EX-3.1 2 d90696dex31.htm EX-3.1 EX-3.1

Exhibit 3.1

AMENDED AND RESTATED CERTIFICATE OF INCORPORATION

OF

INOZYME PHARMA, INC.

I.

The name of the corporation is Inozyme Pharma, Inc. (hereinafter called the “Corporation”).

II.

The address of the Corporation’s registered office in the State of Delaware is 251 Little Falls Drive, City of Wilmington, County of New Castle, 19808 or in such other location as the board of directors of the Corporation (the “Board”) may from time to time determine or the business of the Corporation may require. The Corporation’s registered agent for service of process at such address is Corporation Service Company.

III.

The purpose of the Corporation is to engage in any lawful act or activity for which a corporation may be organized under the Delaware General Corporation Law.

IV.

The Corporation is authorized to issue only one class of stock, to be designated common stock (the “Common Stock”). The total number of shares of Common Stock presently authorized is 1,000, each having a par value of $0.001 per share.

V.

A. The management of the business and the conduct of the affairs of the Corporation shall be vested in its Board. The number of directors which shall constitute the whole Board shall be fixed by the Board in the manner provided in the bylaws.

B. Directors shall be elected at each annual meeting of stockholders to hold office until the next annual meeting. Each director shall hold office either until the expiration of the term for which elected or appointed and until a successor has been elected and qualified, or until such director’s death, resignation or removal. No decrease in the number of directors constituting the Board shall shorten the term of any incumbent director.

C. No person entitled to vote at an election for directors may cumulate votes to which such person is entitled unless required by applicable law at the time of such election.

D. Subject to any limitations imposed by applicable law, the Board or any director may be removed from office at any time, with or without cause, by the affirmative vote of the holders of a majority of the voting power of all then outstanding shares of capital stock of the Corporation entitled to vote generally at an election of directors.


E. The Board is expressly empowered to adopt, amend, or repeal the bylaws of the Corporation. The stockholders shall also have power to adopt, amend, or repeal the bylaws of the Corporation; provided, however, that, in addition to any vote of the holders of any class or series of stock of the Corporation required by law or by this Certificate of Incorporation, such action by stockholders shall require the affirmative vote of the holders of at least a majority of the voting power of all of the then-outstanding shares of the capital stock of the Corporation entitled to vote generally in the election of directors, voting together as a single class.

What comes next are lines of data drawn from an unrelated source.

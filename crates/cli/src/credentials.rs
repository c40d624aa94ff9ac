//! GitHub credential resolution and the password scramble.
//!
//! Precedence: explicit flags (or their environment variables, which clap
//! folds into the flags) beat the stored auth file. A password prefixed
//! with `*` is treated as scrambled and decoded first.

use ccstab_github_client::{load_auth, StoredCredentials};

use crate::CliError;

/// Resolve the credentials for a run. `None` means anonymous: reads still
/// work against public repositories, uploads will be refused downstream.
pub fn resolve(
    user: Option<String>,
    password: Option<String>,
) -> Result<Option<StoredCredentials>, CliError> {
    match (user, password) {
        (Some(user), Some(password)) => {
            let token = match password.strip_prefix('*') {
                Some(scrambled) => decode_password(scrambled)?,
                None => password,
            };
            Ok(Some(StoredCredentials::new(user, token)))
        }
        (Some(_), None) => Err(CliError::args("--user requires --password").with_hint(
            "pass --password (prefix with * if scrambled) or store credentials with `ccstab auth set`",
        )),
        (None, Some(_)) => Err(CliError::args("--password requires --user")),
        (None, None) => Ok(load_auth()),
    }
}

/// Undo [`encode_password`]: shift bytes at even positions up by one and
/// bytes at odd positions down by one.
pub fn decode_password(scrambled: &str) -> Result<String, CliError> {
    shift(scrambled, 1)
}

/// Scramble a password so it can sit in scripts and shell history without
/// being directly readable. Not encryption.
pub fn encode_password(plain: &str) -> Result<String, CliError> {
    shift(plain, -1)
}

fn shift(text: &str, even_delta: i8) -> Result<String, CliError> {
    if !text.is_ascii() {
        return Err(CliError::args("password scramble only supports ASCII"));
    }
    let shifted: Vec<u8> = text
        .bytes()
        .enumerate()
        .map(|(i, b)| {
            let delta = if i % 2 == 0 { even_delta } else { -even_delta };
            b.wrapping_add(delta as u8)
        })
        .collect();
    String::from_utf8(shifted)
        .map_err(|_| CliError::args("password scramble left the ASCII range"))
}
//! Serde model of the PubChem PUG `compound/cid/{ids}/JSON` response,
//! trimmed to the pieces the pipeline reads: the numeric cid and the
//! nested property list formula/mass live in.

use std::collections::HashMap;

use serde::Deserialize;

pub const PROP_FORMULA: &str = "Molecular Formula";
pub const PROP_MONOISOTOPIC: &str = "MonoIsotopic";

#[derive(Debug, Clone, Deserialize)]
pub struct PugResponse {
    #[serde(rename = "PC_Compounds", default)]
    pub compounds: Vec<PubchemCompound>,
}

#[derive(Debug, Clone, Deserialize)]
pub struct PubchemCompound {
    pub id: CompoundId,
    #[serde(default)]
    pub props: Vec<CompoundProp>,
}

/// `{"id": {"cid": 5810}}` in the wire format.
#[derive(Debug, Clone, Default, Deserialize)]
pub struct CompoundId {
    #[serde(default)]
    pub id: HashMap<String, u64>,
}

#[derive(Debug, Clone, Deserialize)]
pub struct CompoundProp {
    #[serde(default)]
    pub urn: PropUrn,
    #[serde(default)]
    pub value: PropValue,
}

#[derive(Debug, Clone, Default, Deserialize)]
pub struct PropUrn {
    #[serde(default)]
    pub label: Option<String>,
    #[serde(default)]
    pub name: Option<String>,
}

#[derive(Debug, Clone, Default, Deserialize)]
pub struct PropValue {
    #[serde(default)]
    pub sval: Option<String>,
    #[serde(default)]
    pub fval: Option<f64>,
    #[serde(default)]
    pub ival: Option<i64>,
    #[serde(default)]
    pub binary: Option<String>,
}

impl PubchemCompound {
    pub fn cid(&self) -> Option<u64> {
        self.id.id.get("cid").copied()
    }

    /// First property whose urn label or name equals `query`.
    pub fn property(&self, query: &str) -> Option<&PropValue> {
        self.props
            .iter()
            .find(|p| {
                p.urn.label.as_deref() == Some(query) || p.urn.name.as_deref() == Some(query)
            })
            .map(|p| &p.value)
    }

    pub fn formula(&self) -> &str {
        self.property(PROP_FORMULA)
            .and_then(|v| v.sval.as_deref())
            .unwrap_or("")
    }

    pub fn monoisotopic_mass(&self) -> f64 {
        self.property(PROP_MONOISOTOPIC)
            .and_then(|v| v.fval)
            .unwrap_or(0.0)
    }
}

F. Unless and except to the extent that the bylaws of the Corporation shall so require, the election of directors of the Corporation need not be by written ballot.

VI.

A. To the fullest extent permitted by the General Corporation Law of the State of Delaware as the same exists or as may hereafter be amended, a director of the Corporation shall not be personally liable to the Corporation or its stockholders for monetary damages for breach of fiduciary duty as a director.

B. The Corporation shall indemnify to the fullest extent permitted by law any person made or threatened to be made a party to an action or proceeding, whether criminal, civil, administrative or investigative, by reason of the fact that such person or his or her testator or intestate is or was a director, officer or employee of the Corporation, or any predecessor of the Corporation, or serves or served at any other enterprise as a director, officer or employee at the request of the Corporation or any predecessor to the Corporation.

C. Neither any amendment nor repeal of this Article VI, nor the adoption of any provision of the Corporation’s Certificate of Incorporation inconsistent with this Article VI, shall eliminate or reduce the effect of this Article VI, in respect of any matter occurring, or any action or proceeding accruing or arising or that, but for this Article VI, would accrue or arise, prior to such amendment, repeal, or adoption of an inconsistent provision.

VII.

The Corporation reserves the right to amend, alter, change or repeal any provision contained in this Amended and Restated Certificate of Incorporation in the manner now or hereafter prescribed by statute, and all rights conferred upon the stockholders herein are granted subject to this reservation.